Diese vorschnellen Ausschlagungen, als "Flucht in die Ausschlagung", wären bei ausreichender Kenntnis vom Nachlassbestand nicht erklärt worden. Sie sind (auch) auf das Dilemma des vorläufigen Erben zurückzuführen, das in der Informationsbeschaffung liegt:
Nach geltendem Recht hat der Erbe nur beschränkte Möglichkeiten, Informationen über die Beschaffenheit des Nachlasses einzuholen, sofern er nicht gleich das Erbe annehmen will. Hat der Erbe bspw. mangels Nähebeziehung zum Erblasser keinen Überblick über Aktiva und Passiva des Nachlasses, so ist er regelmäßig auf Auskünfte Dritter angewiesen. Das Dilemma für den Erben dabei ist, dass viele Auskünfte nur mit einer Erbenlegitimation zu erlangen sind. Trotz der neueren Rechtsprechung des Bundesgerichtshofes, dass im Einzelfall auch eröffnete privatschriftliche Testamente zum Erbennachweis ausreichen können, ist die häufigste Form der Erbenlegitimation angesichts der geringen Verbreitung von letztwilligen Verfügungen in notarieller Form, der Erbschein. Die Beantragung eines solchen wird aber einhellig schon als Annahme der Erbschaft gewertet, obwohl die Auskunftseinholung bzgl. der Nachlassgegenstände gerade nicht als Annahmehandlung qualifiziert wird. Dadurch wird der Erbe faktisch gezwungen – sofern er das Erbe annehmen möchte – buchstäblich "ins kalte Wasser zu springen" und sich nachher von den Auskünften seiner Gläubiger und/oder Schuldner überraschen zu lassen. Dies wäre bei einer einfach zu erreichenden Haftungsbeschränkung weniger schwerwiegend. Wenn aber die persönliche Haftung nur unter erheblichen Schwierigkeiten begrenzt werden kann, so stellt sich die Frage der Haftung für den Erben de facto oftmals schon bei der Entscheidung über die Annahme bzw. die Ausschlagung einer Erbschaft.

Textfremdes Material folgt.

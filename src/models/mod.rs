pub mod analytics;
pub mod candidate;
pub mod filter;
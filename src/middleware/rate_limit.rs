use std::sync::{Arc, Mutex};
use std::time::{Duration, Instant};

use axum::body::Body;
use axum::extract::State;
use axum::http::{Request, StatusCode};
use axum::middleware::Next;
use axum::response::{IntoResponse, Json, Response};
use serde_json::json;

#[derive(Debug)]
struct Window {
    opened_at: Instant,
    used: u32,
}

/// Fixed-window request budget shared by every request behind the layer.
#[derive(Clone, Debug)]
pub struct RateLimiter {
    limit: u32,
    period: Duration,
    window: Arc<Mutex<Window>>,
}

impl RateLimiter {
    pub fn new(limit: u32, period: Duration) -> Self {
        Self {
            limit: limit.max(1),
            period,
            window: Arc::new(Mutex::new(Window {
                opened_at: Instant::now(),
                used: 0,
            })),
        }
    }

    pub fn per_second(limit: u32) -> Self {
        Self::new(limit, Duration::from_secs(1))
    }

    pub fn try_acquire(&self, now: Instant) -> bool {
        let mut window = match self.window.lock() {
            Ok(guard) => guard,
            Err(poisoned) => poisoned.into_inner(),
        };
        if now.saturating_duration_since(window.opened_at) >= self.period {
            window.opened_at = now;
            window.used = 0;
        }
        if window.used >= self.limit {
            return false;
        }
        window.used += 1;
        true
    }
}

pub async fn rate_limit_middleware(
    State(limiter): State<RateLimiter>,
    req: Request<Body>,
    next: Next,
) -> Response {
    if !limiter.try_acquire(Instant::now()) {
        tracing::warn!(limit = limiter.limit, path = %req.uri().path(), "Rate limit exceeded");
        return (
            StatusCode::TOO_MANY_REQUESTS,
            Json(json!({ "error": "rate_limit_exceeded" })),
        )
            .into_response();
    }
    next.run(req).await
}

Bei der derzeitigen komplizierten und deshalb auch gefährlichen Regelung wird der Erbe so zur Ausschlagung gedrängt: Nur dann kann er seine persönliche Haftung sicher ausschließen und die mit der Verwaltung des Nachlasses verbundenen Belastungen vermeiden. Mag dieses Vorgehen für den betroffenen Erben von Vorteil sein, so löst es das allgemeine Problem der Haftung für die Nachlassverbindlichkeiten jedoch nicht. Vielmehr können hier ganze Ausschlagungsketten entstehen, bis der Fiskus mangels anderer (williger) Erben zum Zwangserben wird (§§ 1936, 1942 Abs. 2 BGB). Dieses in der Praxis in den letzten Jahren verstärkt auftretende Phänomen ist nicht nur für den Fiskus trotz gesetzlicher Haftungsbeschränkung – wegen entsprechender Liquidationskosten – häufig ein Verlustgeschäft, sondern auch ein deutliches Zeichen für die mangelnde Praktikabilität des derzeitigen Haftungssystems. Aber auch ohne die Fiskalerbschaft können Ausschlagungen für die Nachlassgläubiger aufgrund deren rückwirkender Fiktion zu Problemen führen. Bis ein endgültiger Erbe gefunden wurde, können sich die Nachlassgläubiger nicht so einfach aus dem Nachlass befriedigen (§ 1958 BGB). Darüber hinaus besteht gerade in dieser Zeitspanne eine erhöhte Gefahr, dass der vorläufige Erbe vor der Ausschlagung noch Wertgegenstände beiseiteschafft und somit die Haftungsmasse verringert. Da i.d.R. eine amtliche Nachlasssichtung erst beim endgültigen Erben erfolgt, sind solche Unterschlagungen besonders schwer zu entdecken. Daher besteht auch das Interesse des Rechtsverkehrs insgesamt, Ausschlagungen oder Anfechtungen von Annahmeerklärungen tunlichst zu vermeiden. Ein Faktor, der dieses Problem verringern kann, ist die anfängliche oder auch eine für den Erben einfach erreichbare nachträgliche Haftungsbeschränkung. Wenn der Erbe eine persönliche Haftung nicht zu fürchten braucht, so wird er die Erbschaft auch eher annehmen. Der zweite wichtige Faktor ist die Informationsgrundlage, auf welcher der Erbe seine Entscheidung trifft. Je mehr Informationen er hat, desto eher wird er eine konsistente Entscheidung fällen können bzw. desto geringer ist die Wahrscheinlichkeit, dass er wegen eines Irrtums über die Beschaffenheit des Nachlasses die Annahme später einmal anficht.